Don’t get me wrong. I’m in no way wanting to glamorize bullfighting. But, there is no denying the strength and resilience of this woman claiming her life on her own terms, with such intention and passion.

In Conchita Cintrón they called it tener duende, loosely translated from the poetic Spanish meaning to have soul, a heightened state of emotion, expressions and authenticity.

Who wouldn’t want to strive for that as we make our way in this world? Life brings us challenges every day — small decisions, big decisions, moments of change and transition, charging bulls. We can cower and ride safely above it. Or, we can get down off our horse and take the bull by the horns!

“I have never had any qualms about it….A qualm or a cringe before 1,200 pounds of enraged bull would be sure death.”

— Conchita Cintrón, The New York Sun, September 1940

• • •

Photo courtesy of Cultoro. References from Wikipedia, Wiktionary, The Economist, and The New York Times.

Epilogue: Cutting Strings

In the movie The Sound of Music, Maria says “When the Lord closes a door, somewhere he opens a window.” It’s the moment when Captain Von Trapp says he is not marrying the Baroness because he is in love with Maria.

While I understand what she is trying to say, I don’t think there is an exact if-then/that-this effect. If I end this relationship, I get a new one? If I total this car, I get a Mercedes? Somehow, I don’t think the Universe works that way.

I do think there is a cause and effect, but it has more to do with your intentions. We don’t step into a new relationship simply because we ended another one. But we do open up the possibility for movement and change.

Shutting a door, like ending a relationship, is just you saying “I’m ready for change. I’m open to what’s next. Bring it on, baby!”

And it’s that intention—that willingness to shake things up a little—that is the driving force for what comes next.

The tricky part is the first step, though, right? Closing that door?

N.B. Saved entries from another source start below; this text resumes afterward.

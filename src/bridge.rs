//! Boolean Bridge.
//!
//! Connects the term world to the SAT oracle: a bijection between Boolean
//! variables and atom terms, on-demand atomization of Boolean terms, and a
//! Tseitin encoder turning Boolean structure into clauses. Negation never
//! allocates a variable; `not` chains fold into the literal's sign, so an
//! atom term is never itself a negation.

use crate::ast::{TermId, TermKind};
use crate::context::Context;
use crate::literal::{Lit, Var};
use rustc_hash::FxHashMap;

/// Bijection between Boolean variables and the atom terms they stand for.
///
/// Not every variable has an atom (the oracle may own auxiliary variables),
/// but a mapped variable maps to exactly one term and vice versa, for the
/// lifetime of the table.
#[derive(Debug, Default)]
pub struct AtomTable {
    /// Atom per variable index; `None` for unmapped variables.
    atoms: Vec<Option<TermId>>,
    vars: FxHashMap<TermId, Var>,
}

impl AtomTable {
    /// Create an empty table.
    #[must_use]
    pub fn new() -> Self {
        Self::default()
    }

    /// Attach `term` as the atom of `var`. Neither side may be mapped
    /// already; atoms are never re-atomized.
    pub fn register(&mut self, var: Var, term: TermId) {
        let idx = var.index() as usize;
        if idx >= self.atoms.len() {
            self.atoms.resize(idx + 1, None);
        }
        debug_assert!(self.atoms[idx].is_none());
        debug_assert!(!self.vars.contains_key(&term));
        self.atoms[idx] = Some(term);
        self.vars.insert(term, var);
    }

    /// Atom attached to `var`, if any.
    #[must_use]
    pub fn atom(&self, var: Var) -> Option<TermId> {
        self.atoms.get(var.index() as usize).copied().flatten()
    }

    /// Variable attached to `term`, if any.
    #[must_use]
    pub fn var(&self, term: TermId) -> Option<Var> {
        self.vars.get(&term).copied()
    }

    /// Iterate over all atom terms.
    pub fn terms(&self) -> impl Iterator<Item = TermId> + '_ {
        self.atoms.iter().copied().flatten()
    }

    /// Iterate over `(var, atom)` pairs.
    pub fn entries(&self) -> impl Iterator<Item = (Var, TermId)> + '_ {
        self.atoms
            .iter()
            .enumerate()
            .filter_map(|(i, t)| t.map(|t| (Var::new(i as u32), t)))
    }

    /// Number of mapped atoms.
    #[must_use]
    pub fn len(&self) -> usize {
        self.vars.len()
    }

    /// True iff no atoms are mapped.
    #[must_use]
    pub fn is_empty(&self) -> bool {
        self.vars.is_empty()
    }
}

impl Context<'_> {
    /// Literal standing for a Boolean term, allocating and encoding on first
    /// use.
    ///
    /// Idempotent: a second call with the same term (or its negation)
    /// returns the same variable. Boolean connectives are Tseitin-encoded;
    /// theory atoms are registered with the plugins instead.
    pub fn mk_literal(&mut self, term: TermId) -> Lit {
        let mut e = term;
        let mut neg = false;
        while let &TermKind::Not(a) = &self.tm.get(e).kind {
            e = a;
            neg = !neg;
        }
        if let Some(v) = self.atoms.var(e) {
            return Lit::new(v, neg);
        }
        let v = self.sat.add_var();
        self.atoms.register(v, e);
        let lit = Lit::pos(v);
        if let Some(fam) = self.tm.family(e) {
            self.with_plugin(fam, |ctx, p| p.init_bool_var(ctx, v));
        }
        match self.tm.get(e).kind.clone() {
            TermKind::True => self.sat.add_clause(&[lit]),
            TermKind::False => self.sat.add_clause(&[!lit]),
            TermKind::And(args) => {
                let mut all = vec![lit];
                for &arg in &args {
                    let la = self.mk_literal(arg);
                    self.sat.add_clause(&[!lit, la]);
                    all.push(!la);
                }
                self.sat.add_clause(&all);
            }
            TermKind::Or(args) => {
                let mut any = vec![!lit];
                for &arg in &args {
                    let la = self.mk_literal(arg);
                    self.sat.add_clause(&[lit, !la]);
                    any.push(la);
                }
                self.sat.add_clause(&any);
            }
            TermKind::Iff(x, y) => {
                let lx = self.mk_literal(x);
                let ly = self.mk_literal(y);
                self.sat.add_clause(&[!lit, !lx, ly]);
                self.sat.add_clause(&[!lit, lx, !ly]);
                self.sat.add_clause(&[lit, lx, ly]);
                self.sat.add_clause(&[lit, !lx, !ly]);
            }
            TermKind::Xor(x, y) => {
                let lx = self.mk_literal(x);
                let ly = self.mk_literal(y);
                self.sat.add_clause(&[!lit, lx, ly]);
                self.sat.add_clause(&[!lit, !lx, !ly]);
                self.sat.add_clause(&[lit, !lx, ly]);
                self.sat.add_clause(&[lit, lx, !ly]);
            }
            TermKind::Ite(c, t, f) => {
                let lc = self.mk_literal(c);
                let lt = self.mk_literal(t);
                let lf = self.mk_literal(f);
                self.sat.add_clause(&[!lit, !lc, lt]);
                self.sat.add_clause(&[!lit, lc, lf]);
                self.sat.add_clause(&[lit, !lc, !lt]);
                self.sat.add_clause(&[lit, lc, !lf]);
            }
            _ => self.register_terms(e),
        }
        Lit::new(v, neg)
    }

    /// Assert a Boolean term, decomposing its top-level structure into
    /// clauses rather than funneling everything through one fresh literal.
    ///
    /// Does not touch the new-constraint flag; [`Context::add_constraint`]
    /// layers that on top.
    pub(crate) fn add_clause_term(&mut self, term: TermId) {
        self.assert_polarized(term, false);
    }

    fn assert_polarized(&mut self, term: TermId, neg: bool) {
        match self.tm.get(term).kind.clone() {
            TermKind::Not(a) => self.assert_polarized(a, !neg),
            TermKind::And(args) if !neg => {
                for &arg in &args {
                    self.assert_polarized(arg, false);
                }
            }
            TermKind::And(args) => {
                let lits: Vec<Lit> = args.iter().map(|&a| !self.mk_literal(a)).collect();
                self.sat.add_clause(&lits);
            }
            TermKind::Or(args) if !neg => {
                let lits: Vec<Lit> = args.iter().map(|&a| self.mk_literal(a)).collect();
                self.sat.add_clause(&lits);
            }
            TermKind::Or(args) => {
                for &arg in &args {
                    self.assert_polarized(arg, true);
                }
            }
            TermKind::Iff(x, y) => {
                let lx = self.mk_literal(x);
                let ly = self.mk_literal(y);
                if neg {
                    self.sat.add_clause(&[lx, ly]);
                    self.sat.add_clause(&[!lx, !ly]);
                } else {
                    self.sat.add_clause(&[!lx, ly]);
                    self.sat.add_clause(&[lx, !ly]);
                }
            }
            TermKind::Xor(x, y) => {
                let lx = self.mk_literal(x);
                let ly = self.mk_literal(y);
                if neg {
                    self.sat.add_clause(&[!lx, ly]);
                    self.sat.add_clause(&[lx, !ly]);
                } else {
                    self.sat.add_clause(&[lx, ly]);
                    self.sat.add_clause(&[!lx, !ly]);
                }
            }
            TermKind::Ite(c, t, f) => {
                let lc = self.mk_literal(c);
                let lt = self.mk_literal(t);
                let lf = self.mk_literal(f);
                if neg {
                    self.sat.add_clause(&[!lc, !lt]);
                    self.sat.add_clause(&[lc, !lf]);
                } else {
                    self.sat.add_clause(&[!lc, lt]);
                    self.sat.add_clause(&[lc, lf]);
                }
            }
            _ => {
                let lit = self.mk_literal(term);
                let lit = if neg { !lit } else { lit };
                self.sat.add_clause(&[lit]);
            }
        }
    }

    /// Assert a Boolean term as part of the input problem.
    pub fn assert_term(&mut self, term: TermId) {
        self.add_clause_term(term);
    }
}

#[cfg(test)]
mod tests {
    use super::*;
    use crate::ast::TermManager;
    use crate::config::SlsConfig;
    use crate::sat::{ClauseInfo, MemorySat, SatSolverContext};

    #[test]
    fn test_atom_table_bijection() {
        let mut tm = TermManager::new();
        let a = tm.mk_var("a", tm.sorts.bool_sort);
        let mut atoms = AtomTable::new();
        let v = Var::new(0);
        atoms.register(v, a);
        assert_eq!(atoms.atom(v), Some(a));
        assert_eq!(atoms.var(a), Some(v));
        assert_eq!(atoms.atom(Var::new(1)), None);
        assert_eq!(atoms.len(), 1);
    }

    #[test]
    fn test_mk_literal_idempotent() {
        let mut tm = TermManager::new();
        let mut sat = MemorySat::new();
        let a = tm.mk_var("a", tm.sorts.bool_sort);
        let not_a = tm.mk_not(a);
        let mut ctx = Context::new(&mut tm, &mut sat, SlsConfig::default());
        let l1 = ctx.mk_literal(a);
        let l2 = ctx.mk_literal(a);
        let l3 = ctx.mk_literal(not_a);
        assert_eq!(l1, l2);
        assert_eq!(l3, !l1);
        assert_eq!(ctx.num_bool_vars(), 1);
    }

    #[test]
    fn test_not_chain_folds_into_sign() {
        let mut tm = TermManager::new();
        let mut sat = MemorySat::new();
        let a = tm.mk_var("a", tm.sorts.bool_sort);
        let nn_a = {
            let n = tm.mk_not(a);
            tm.mk_not(n)
        };
        let mut ctx = Context::new(&mut tm, &mut sat, SlsConfig::default());
        let l1 = ctx.mk_literal(a);
        let l2 = ctx.mk_literal(nn_a);
        assert_eq!(l1, l2);
    }

    #[test]
    fn test_tseitin_or() {
        let mut tm = TermManager::new();
        let mut sat = MemorySat::new();
        let a = tm.mk_var("a", tm.sorts.bool_sort);
        let b = tm.mk_var("b", tm.sorts.bool_sort);
        let or = tm.mk_or(vec![a, b]);
        let mut ctx = Context::new(&mut tm, &mut sat, SlsConfig::default());
        let lit = ctx.mk_literal(or);
        // one variable for the connective, one per argument
        assert_eq!(ctx.num_bool_vars(), 3);
        // two implications plus the closing clause
        assert_eq!(ctx.clauses().len(), 3);
        assert!(lit.is_pos());
    }

    #[test]
    fn test_assert_decomposes_conjunction() {
        let mut tm = TermManager::new();
        let mut sat = MemorySat::new();
        let a = tm.mk_var("a", tm.sorts.bool_sort);
        let b = tm.mk_var("b", tm.sorts.bool_sort);
        let c = tm.mk_or(vec![a, b]);
        let and = tm.mk_and(vec![c, a]);
        {
            let mut ctx = Context::new(&mut tm, &mut sat, SlsConfig::default());
            ctx.assert_term(and);
        }
        // (a or b) as one clause, a as a unit; no variable for the `and`
        assert_eq!(sat.num_vars(), 2);
        assert_eq!(sat.clauses().len(), 2);
        assert!(sat.clauses().iter().any(ClauseInfo::is_unit));
        let _ = c;
    }

    #[test]
    fn test_assert_negated_and_is_de_morgan() {
        let mut tm = TermManager::new();
        let mut sat = MemorySat::new();
        let a = tm.mk_var("a", tm.sorts.bool_sort);
        let b = tm.mk_var("b", tm.sorts.bool_sort);
        let and = tm.mk_and(vec![a, b]);
        let neg = tm.mk_not(and);
        {
            let mut ctx = Context::new(&mut tm, &mut sat, SlsConfig::default());
            ctx.assert_term(neg);
        }
        // single clause (-a or -b)
        assert_eq!(sat.clauses().len(), 1);
        assert_eq!(sat.clauses()[0].lits.len(), 2);
        assert!(sat.clauses()[0].lits.iter().all(|l| l.is_neg()));
    }
}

It’s where I was last week, when the Universe presented a bit of a puzzle to me. As you may recall, I had asked her for something and she gave it to me. But there were strings attached. I manifested something I needed, but the consequence of accepting it meant compromising things I believe.

Turns out the hard part was not the compromising itself, or the challenge to my beliefs. The hard part was saying—out loud—No thank you. I don’t want to do that. That’s just not who I am.

And the strings were a tangle of needing to please everyone, and being a “good person,” and play-acting who I think I’m supposed to be in the world.

But that’s just not who I am…anymore.

(Did you hear the door shut?)

It took a while for me to get there. “I have to sit with this for a few days,” I told the person extending the offer I had manifested.

The truth is, I didn’t have to sit with anything. Or think about much at all. I knew my decision half-way through the initial conversation. I just needed time to get up the courage to say it out loud.

“I’m sorry,” I said in a very professional tone. “This is not a good fit for me.”

Now, here’s the cause and effect.

As is usually the case with the Universe, there have been several parallel experiences the past few weeks. Opportunities to learn that same lesson—in the friendship that has run its course, in the relationship that needs to change, in the offer with strings.

But, suddenly the “I’m sorry, this is not a good fit for me” comes easier and easier.

Snip! Snip! Snip!

I’m practicing and cutting strings everywhere I can find them, because you know what? That’s just not who I am anymore.

(Can you feel the breeze coming through that window?)

• • •

Scissors papercut art (and patient, loving sounding board) courtesy of Martha Link Walsh.